理由は判らない。ただ言いようの無い悲しさを感じている事は確かであった。
だがその時、何処からともなくピアノの調べが聴こえてきた。
自然と涙が止まり顔を上げる麻理子。
麻理子の居た場所、そこは武道館の中であった。
2階スタンド席からステージを見下ろすと、そこにはグランドピアノを弾きながら口笛を吹くビリー・ジョエルの姿が。
それは麻理子が高校の頃に親友の遥子と初めて行ったコンサート。
ふと隣に居る遥子の方に顔を向ける。だがそこに居たのは遥子ではなかった。
「楓叔母さん!!」
楓は麻理子に優しく微笑みステージの方を指差す。
導かれる様にステージに視線を移す麻理子。
するとステージにはビリーでは無く矢沢永吉の姿が見えた。
突然、永ちゃんコールの大合唱が麻理子の周辺で始まる。
反射的に辺りを見回す麻理子。
既に楓の姿は無く廻りでは遥子や眞由美。そして昨年末から今年にかけて出逢った仲間達が大いに盛り上がっていた。
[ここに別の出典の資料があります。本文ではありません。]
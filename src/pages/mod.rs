//! Minimal server-rendered pages: the login form and the gated dashboard.

use askama::Template;
use askama_web::WebTemplate;
use axum::{extract::State, Extension};

use crate::auth::SessionUser;
use crate::AppState;

/// Sign-in form; posts JSON to the login API and follows its redirect.
#[derive(Template, WebTemplate)]
#[template(path = "login.html")]
pub struct LoginTemplate;

/// Landing page behind the session gate.
#[derive(Template, WebTemplate)]
#[template(path = "dashboard.html")]
pub struct DashboardTemplate {
    pub user_name: String,
    /// Protected prefix without a trailing slash
    pub prefix: String,
}

/// The multipart "add product" form.
#[derive(Template, WebTemplate)]
#[template(path = "add_product.html")]
pub struct AddProductTemplate {
    pub user_email: String,
}

/// GET /login
pub async fn login_page() -> LoginTemplate {
    LoginTemplate
}

/// GET {protected prefix}
pub async fn dashboard(
    State(state): State<AppState>,
    Extension(user): Extension<SessionUser>,
) -> DashboardTemplate {
    DashboardTemplate {
        user_name: user.name,
        prefix: state.config.protected_prefix.trim_end_matches('/').to_string(),
    }
}

/// GET {protected prefix}/add-product
pub async fn add_product_page(Extension(user): Extension<SessionUser>) -> AddProductTemplate {
    AddProductTemplate {
        user_email: user.email,
    }
}
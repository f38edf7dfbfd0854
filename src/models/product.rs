//! Product document model and the validation of submitted product forms.

use std::fmt;
use std::str::FromStr;

use serde::{Deserialize, Serialize};
use uuid::Uuid;

use crate::assets::{ImageUpload, UploadedAsset};
use crate::errors::AppError;
use crate::query::search_text;

/// Store-generated product identifier.
///
/// Always obtained through [`ProductId::new`] or a fallible parse, never by
/// trusting caller text.
#[derive(Debug, Clone, Copy, PartialEq, Eq, Hash, Serialize, Deserialize)]
#[serde(transparent)]
pub struct ProductId(Uuid);

impl ProductId {
    pub fn new() -> Self {
        Self(Uuid::new_v4())
    }
}

impl Default for ProductId {
    fn default() -> Self {
        Self::new()
    }
}

impl FromStr for ProductId {
    type Err = AppError;

    fn from_str(s: &str) -> Result<Self, Self::Err> {
        Uuid::parse_str(s.trim())
            .map(Self)
            .map_err(|_| AppError::BadRequest("Invalid id".to_string()))
    }
}

impl fmt::Display for ProductId {
    fn fmt(&self, f: &mut fmt::Formatter<'_>) -> fmt::Result {
        write!(f, "{}", self.0.hyphenated())
    }
}

/// A persisted product document.
///
/// Optional text fields serialize as `null` rather than being omitted.
#[derive(Debug, Clone, Serialize, Deserialize, PartialEq)]
#[serde(rename_all = "camelCase")]
pub struct Product {
    #[serde(rename = "_id")]
    pub id: ProductId,
    pub name: String,
    pub brand: Option<String>,
    pub category: Option<String>,
    pub sku: Option<String>,
    pub stock: i64,
    pub price: f64,
    pub discount_price: Option<f64>,
    pub color: Option<String>,
    pub size: Option<String>,
    pub material: Option<String>,
    pub tags: Vec<String>,
    pub features: Vec<String>,
    pub warranty: Option<String>,
    pub shipping_info: Option<String>,
    pub description: String,
    pub image_url: String,
    pub image_public_id: String,
    pub created_at: String,
    pub updated_at: String,
}

impl Product {
    /// Lower-cased text the listing search matches against.
    pub fn search_text(&self) -> String {
        let optional = [&self.brand, &self.category, &self.sku]
            .into_iter()
            .flatten()
            .map(String::as_str);
        search_text(
            [self.name.as_str(), self.description.as_str()]
                .into_iter()
                .chain(optional)
                .chain(self.tags.iter().map(String::as_str)),
        )
    }
}

/// Raw text fields of an "add product" form, exactly as submitted.
#[derive(Debug, Default, Clone)]
pub struct ProductSubmission {
    pub name: Option<String>,
    pub description: Option<String>,
    pub price: Option<String>,
    pub discount_price: Option<String>,
    pub stock: Option<String>,
    pub brand: Option<String>,
    pub category: Option<String>,
    pub sku: Option<String>,
    pub color: Option<String>,
    pub size: Option<String>,
    pub material: Option<String>,
    pub tags: Option<String>,
    pub features: Option<String>,
    pub warranty: Option<String>,
    pub shipping_info: Option<String>,
    pub image: Option<ImageUpload>,
}

/// A submission that passed validation, waiting for its image upload.
#[derive(Debug, Clone)]
pub struct ProductDraft {
    pub name: String,
    pub description: String,
    pub price: f64,
    pub discount_price: Option<f64>,
    pub stock: i64,
    pub brand: Option<String>,
    pub category: Option<String>,
    pub sku: Option<String>,
    pub color: Option<String>,
    pub size: Option<String>,
    pub material: Option<String>,
    pub tags: Vec<String>,
    pub features: Vec<String>,
    pub warranty: Option<String>,
    pub shipping_info: Option<String>,
}

impl ProductSubmission {
    /// Assign a form field by its wire name. Unknown names are ignored.
    pub fn set_field(&mut self, name: &str, value: String) {
        let slot = match name {
            "name" => &mut self.name,
            "description" => &mut self.description,
            "price" => &mut self.price,
            "discountPrice" => &mut self.discount_price,
            "stock" => &mut self.stock,
            "brand" => &mut self.brand,
            "category" => &mut self.category,
            "sku" => &mut self.sku,
            "color" => &mut self.color,
            "size" => &mut self.size,
            "material" => &mut self.material,
            "tags" => &mut self.tags,
            "features" => &mut self.features,
            "warranty" => &mut self.warranty,
            "shippingInfo" => &mut self.shipping_info,
            _ => return,
        };
        *slot = Some(value);
    }

    /// Validate the submission and split off the image to upload.
    ///
    /// Checks run in a fixed order and the first failure wins: name,
    /// description, image, price, discount price.
    pub fn validate(self) -> Result<(ProductDraft, ImageUpload), AppError> {
        let name = trimmed(self.name);
        let description = trimmed(self.description);

        if name.is_empty() {
            return Err(AppError::Validation("Missing product name".to_string()));
        }
        if description.is_empty() {
            return Err(AppError::Validation("Missing description".to_string()));
        }
        let image = match self.image {
            Some(image) if !image.bytes.is_empty() => image,
            _ => return Err(AppError::Validation("Missing image file".to_string())),
        };

        let price = self
            .price
            .as_deref()
            .and_then(parse_amount)
            .ok_or_else(|| AppError::Validation("Invalid price".to_string()))?;

        let discount_price = match self.discount_price.as_deref().map(str::trim) {
            None | Some("") => None,
            Some(raw) => Some(
                parse_amount(raw)
                    .ok_or_else(|| AppError::Validation("Invalid discountPrice".to_string()))?,
            ),
        };

        let draft = ProductDraft {
            name,
            description,
            price,
            discount_price,
            stock: parse_stock(self.stock.as_deref()),
            brand: optional(self.brand),
            category: optional(self.category),
            sku: optional(self.sku),
            color: optional(self.color),
            size: optional(self.size),
            material: optional(self.material),
            tags: split_tags(self.tags.as_deref().unwrap_or_default()),
            features: split_features(self.features.as_deref().unwrap_or_default()),
            warranty: optional(self.warranty),
            shipping_info: optional(self.shipping_info),
        };

        Ok((draft, image))
    }
}

impl ProductDraft {
    /// Compose the final document once the image is hosted.
    pub fn into_product(self, asset: UploadedAsset, now: String) -> Product {
        Product {
            id: ProductId::new(),
            name: self.name,
            brand: self.brand,
            category: self.category,
            sku: self.sku,
            stock: self.stock,
            price: self.price,
            discount_price: self.discount_price,
            color: self.color,
            size: self.size,
            material: self.material,
            tags: self.tags,
            features: self.features,
            warranty: self.warranty,
            shipping_info: self.shipping_info,
            description: self.description,
            image_url: asset.url,
            image_public_id: asset.public_id,
            created_at: now.clone(),
            updated_at: now,
        }
    }
}

/// Split comma-separated tags, dropping blanks. Order and duplicates are kept.
pub fn split_tags(raw: &str) -> Vec<String> {
    raw.split(',')
        .map(str::trim)
        .filter(|t| !t.is_empty())
        .map(str::to_string)
        .collect()
}

/// Split one feature per line, dropping blank lines.
pub fn split_features(raw: &str) -> Vec<String> {
    raw.lines()
        .map(str::trim)
        .filter(|f| !f.is_empty())
        .map(str::to_string)
        .collect()
}

/// Parse a money amount: must be a finite, non-negative number.
fn parse_amount(raw: &str) -> Option<f64> {
    raw.trim()
        .parse::<f64>()
        .ok()
        .filter(|n| n.is_finite() && *n >= 0.0)
}

/// Stock falls back to zero when blank or unusable; fractions truncate.
fn parse_stock(raw: Option<&str>) -> i64 {
    raw.and_then(|s| s.trim().parse::<f64>().ok())
        .filter(|n| n.is_finite() && *n > 0.0)
        .map(|n| n.trunc() as i64)
        .unwrap_or(0)
}

fn trimmed(value: Option<String>) -> String {
    value.map(|v| v.trim().to_string()).unwrap_or_default()
}

fn optional(value: Option<String>) -> Option<String> {
    Some(trimmed(value)).filter(|v| !v.is_empty())
}

#[cfg(test)]
mod tests {
    use super::*;
    use axum::body::Bytes;

    fn image() -> ImageUpload {
        ImageUpload {
            file_name: "phone.png".to_string(),
            content_type: Some("image/png".to_string()),
            bytes: vec![0x89, b'P', b'N', b'G'].into(),
        }
    }

    fn submission() -> ProductSubmission {
        ProductSubmission {
            name: Some("  Pixel 9 ".to_string()),
            description: Some("A phone".to_string()),
            price: Some("699.99".to_string()),
            image: Some(image()),
            ..Default::default()
        }
    }

    fn validation_message(submission: ProductSubmission) -> String {
        match submission.validate() {
            Err(AppError::Validation(msg)) => msg,
            other => panic!("expected validation error, got {:?}", other.map(|(d, _)| d)),
        }
    }

    #[test]
    fn test_product_id_parse() {
        let id = ProductId::new();
        let parsed: ProductId = id.to_string().parse().unwrap();
        assert_eq!(parsed, id);

        assert!(matches!(
            "not-an-id".parse::<ProductId>(),
            Err(AppError::BadRequest(_))
        ));
        assert!("".parse::<ProductId>().is_err());
    }

    #[test]
    fn test_validate_minimal_submission() {
        let (draft, image) = submission().validate().unwrap();
        assert_eq!(draft.name, "Pixel 9");
        assert_eq!(draft.price, 699.99);
        assert_eq!(draft.discount_price, None);
        assert_eq!(draft.stock, 0);
        assert_eq!(draft.brand, None);
        assert!(draft.tags.is_empty());
        assert_eq!(image.file_name, "phone.png");
    }

    #[test]
    fn test_validation_order() {
        let mut s = submission();
        s.name = None;
        s.description = Some("   ".to_string());
        s.price = Some("abc".to_string());
        assert_eq!(validation_message(s), "Missing product name");

        let mut s = submission();
        s.description = Some("   ".to_string());
        s.image = None;
        assert_eq!(validation_message(s), "Missing description");

        let mut s = submission();
        s.image = None;
        s.price = Some("abc".to_string());
        assert_eq!(validation_message(s), "Missing image file");

        let mut s = submission();
        s.price = Some("abc".to_string());
        s.discount_price = Some("xyz".to_string());
        assert_eq!(validation_message(s), "Invalid price");
    }

    #[test]
    fn test_empty_image_counts_as_missing() {
        let mut s = submission();
        s.image = Some(ImageUpload {
            bytes: Bytes::new(),
            ..image()
        });
        assert_eq!(validation_message(s), "Missing image file");
    }

    #[test]
    fn test_price_must_be_finite_and_non_negative() {
        for bad in ["", "  ", "12abc", "NaN", "inf", "-1"] {
            let mut s = submission();
            s.price = Some(bad.to_string());
            assert_eq!(validation_message(s), "Invalid price", "price {:?}", bad);
        }

        let mut s = submission();
        s.price = None;
        assert_eq!(validation_message(s), "Invalid price");

        let mut s = submission();
        s.price = Some(" 0 ".to_string());
        assert_eq!(s.validate().unwrap().0.price, 0.0);
    }

    #[test]
    fn test_discount_price() {
        let mut s = submission();
        s.discount_price = Some("".to_string());
        assert_eq!(s.validate().unwrap().0.discount_price, None);

        let mut s = submission();
        s.discount_price = Some("799".to_string());
        // Not checked against price.
        assert_eq!(s.validate().unwrap().0.discount_price, Some(799.0));

        let mut s = submission();
        s.discount_price = Some("cheap".to_string());
        assert_eq!(validation_message(s), "Invalid discountPrice");
    }

    #[test]
    fn test_stock_is_lenient() {
        assert_eq!(parse_stock(None), 0);
        assert_eq!(parse_stock(Some("")), 0);
        assert_eq!(parse_stock(Some("lots")), 0);
        assert_eq!(parse_stock(Some("-4")), 0);
        assert_eq!(parse_stock(Some("7.9")), 7);
        assert_eq!(parse_stock(Some(" 12 ")), 12);
    }

    #[test]
    fn test_split_tags_and_features() {
        assert_eq!(
            split_tags(" phone, , android,phone ,"),
            vec!["phone", "android", "phone"]
        );
        assert!(split_tags("").is_empty());

        assert_eq!(
            split_features("5G\r\n\r\n  OLED display \n128GB"),
            vec!["5G", "OLED display", "128GB"]
        );
    }

    #[test]
    fn test_optional_fields_normalize_to_none() {
        let mut s = submission();
        s.brand = Some("  ".to_string());
        s.sku = Some(" SKU-1 ".to_string());
        s.set_field("shippingInfo", "Ships in 2 days".to_string());
        s.set_field("unknown", "ignored".to_string());
        let (draft, _) = s.validate().unwrap();
        assert_eq!(draft.brand, None);
        assert_eq!(draft.sku.as_deref(), Some("SKU-1"));
        assert_eq!(draft.shipping_info.as_deref(), Some("Ships in 2 days"));
    }

    #[test]
    fn test_into_product_serializes_nulls() {
        let (draft, _) = submission().validate().unwrap();
        let product = draft.into_product(
            UploadedAsset {
                url: "https://res.example.com/p.png".to_string(),
                public_id: "electrostore/products/p".to_string(),
            },
            "2026-01-01T00:00:00.000000Z".to_string(),
        );
        assert_eq!(product.created_at, product.updated_at);

        let json = serde_json::to_value(&product).unwrap();
        assert_eq!(json["_id"], product.id.to_string());
        assert!(json["brand"].is_null());
        assert!(json["discountPrice"].is_null());
        assert_eq!(json["imagePublicId"], "electrostore/products/p");
    }
}
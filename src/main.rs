//! Electrostore Backend
//!
//! Storefront REST backend: product catalogue in SQLite, product images on a
//! remote asset host, and a session gate in front of the merchant dashboard.

mod api;
mod assets;
mod auth;
mod config;
mod db;
mod errors;
mod models;
mod pages;
mod query;

use std::sync::Arc;

use axum::{
    extract::DefaultBodyLimit,
    middleware,
    routing::{get, post},
    Router,
};
use tower::ServiceBuilder;
use tower_http::cors::{Any, CorsLayer};
use tower_http::trace::TraceLayer;
use tracing_subscriber::{layer::SubscriberExt, util::SubscriberInitExt, EnvFilter};

use assets::{AssetHost, CloudinaryHost, UnconfiguredAssetHost};
use auth::{SessionGate, SessionManager};
use config::Config;
use db::{Database, Repository};

/// Application state shared across all handlers.
#[derive(Clone)]
pub struct AppState {
    pub repo: Arc<Repository>,
    pub assets: Arc<dyn AssetHost>,
    pub sessions: Arc<SessionManager>,
    pub config: Arc<Config>,
}

#[tokio::main]
async fn main() -> Result<(), Box<dyn std::error::Error>> {
    // Load configuration
    let config = Config::from_env()?;

    // Initialize logging
    let env_filter =
        EnvFilter::try_from_default_env().unwrap_or_else(|_| EnvFilter::new(&config.log_level));

    let registry = tracing_subscriber::registry().with(env_filter);
    if config.log_json {
        registry.with(tracing_subscriber::fmt::layer().json()).init();
    } else {
        registry.with(tracing_subscriber::fmt::layer()).init();
    }

    tracing::info!("Starting Electrostore Backend");
    tracing::info!("Database path: {:?}", config.db_path);
    tracing::info!("Bind address: {}", config.bind_addr);
    tracing::info!("Protected prefix: {}", config.protected_prefix);

    let sessions = Arc::new(SessionManager::from_config(&config));

    let assets: Arc<dyn AssetHost> = match config.cloudinary.clone() {
        Some(cloudinary) => Arc::new(CloudinaryHost::new(cloudinary)?),
        None => {
            tracing::warn!("No image host configured (CLOUDINARY_*). Product creation will fail!");
            Arc::new(UnconfiguredAssetHost)
        }
    };

    // Initialize database
    let repo = Arc::new(Repository::new(Database::new(&config.db_path)));
    repo.warm_up().await?;

    // Create application state
    let state = AppState {
        repo,
        assets,
        sessions,
        config: Arc::new(config.clone()),
    };

    // Build router
    let app = create_router(state);

    // Start server
    let listener = tokio::net::TcpListener::bind(&config.bind_addr).await?;
    tracing::info!("Server listening on {}", config.bind_addr);

    axum::serve(listener, app).await?;

    Ok(())
}

/// Create the application router with all routes.
pub fn create_router(state: AppState) -> Router {
    // CORS configuration
    let cors = CorsLayer::new()
        .allow_origin(Any)
        .allow_methods(Any)
        .allow_headers(Any);

    let gate = Arc::new(SessionGate {
        sessions: state.sessions.clone(),
        protected_prefix: state.config.protected_prefix.clone(),
        login_path: state.config.login_path.clone(),
    });

    // API routes
    let api_routes = Router::new()
        // Products
        .route("/products", get(api::list_products).post(api::create_product))
        .route("/products/{id}", get(api::get_product))
        // Auth
        .route("/auth/signup", post(api::signup))
        .route("/auth/login", post(api::login))
        .route("/auth/logout", post(api::logout))
        .route("/auth/session", get(api::session))
        .layer(DefaultBodyLimit::max(state.config.max_upload_bytes));

    // Dashboard pages, only reachable through the gate
    let prefix = state.config.protected_prefix.trim_end_matches('/');
    let dashboard_root = if prefix.is_empty() { "/" } else { prefix };
    let page_routes = Router::new()
        .route(&state.config.login_path, get(pages::login_page))
        .route(dashboard_root, get(pages::dashboard))
        .route(&format!("{}/add-product", prefix), get(pages::add_product_page));

    // Health check (no auth required)
    let health_routes = Router::new().route("/health", get(health_check));

    Router::new()
        .nest("/api", api_routes)
        .merge(page_routes)
        .merge(health_routes)
        .layer(
            ServiceBuilder::new()
                .layer(TraceLayer::new_for_http())
                .layer(cors)
                .layer(middleware::from_fn_with_state(gate, auth::session_gate)),
        )
        .with_state(state)
}

/// Health check endpoint.
async fn health_check() -> &'static str {
    "OK"
}
//! Password hashing for credential sign-in.

use argon2::password_hash::rand_core::OsRng;
use argon2::password_hash::SaltString;
use argon2::{Argon2, PasswordHash, PasswordHasher, PasswordVerifier};

use crate::errors::AppError;

/// Well-formed argon2id hash at the default cost that matches no password.
/// Sign-in verifies against it when the account does not exist.
pub const DUMMY_PASSWORD_HASH: &str = "$argon2id$v=19$m=19456,t=2,p=1$ZWxlY3Ryb3N0b3Jlc2FsdA$AAECAwQFBgcICQoLDA0ODxAREhMUFRYXGBkaGxwdHh8";

/// Hash a password with a fresh salt (PHC string format).
pub fn hash_password(password: &str) -> Result<String, AppError> {
    let salt = SaltString::generate(&mut OsRng);
    Argon2::default()
        .hash_password(password.as_bytes(), &salt)
        .map(|hash| hash.to_string())
        .map_err(|e| AppError::Internal(format!("Password hashing failed: {}", e)))
}

/// Check a password against a stored hash. Malformed hashes never match.
pub fn verify_password(password: &str, hash: &str) -> bool {
    let Ok(parsed) = PasswordHash::new(hash) else {
        return false;
    };
    Argon2::default()
        .verify_password(password.as_bytes(), &parsed)
        .is_ok()
}

/// Hash off the async runtime; argon2 is CPU-bound.
pub async fn hash_password_blocking(password: String) -> Result<String, AppError> {
    tokio::task::spawn_blocking(move || hash_password(&password))
        .await
        .map_err(|e| AppError::Internal(format!("Hashing task failed: {}", e)))?
}

/// Verify off the async runtime.
pub async fn verify_password_blocking(password: String, hash: String) -> bool {
    tokio::task::spawn_blocking(move || verify_password(&password, &hash))
        .await
        .unwrap_or(false)
}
一人一人と視線が合う。皆、麻理子に優しく微笑んでくれる。
麻理子も一緒になって永ちゃんコールを始めステージを観る。
しかし、その時ステージで歌っているのは矢沢永吉では無かった。
「!」
ここで目が覚めた。
身体を起こし、まだ夢と現実の区別が曖昧な頭の中を整理しようと試みる。


「………裕司君?」


確証は持てないが、あの時ステージ上に観えた男の姿は裕司に思えた。
そして、その日以来、麻理子は過去の記憶に悩まされる事は無くなった。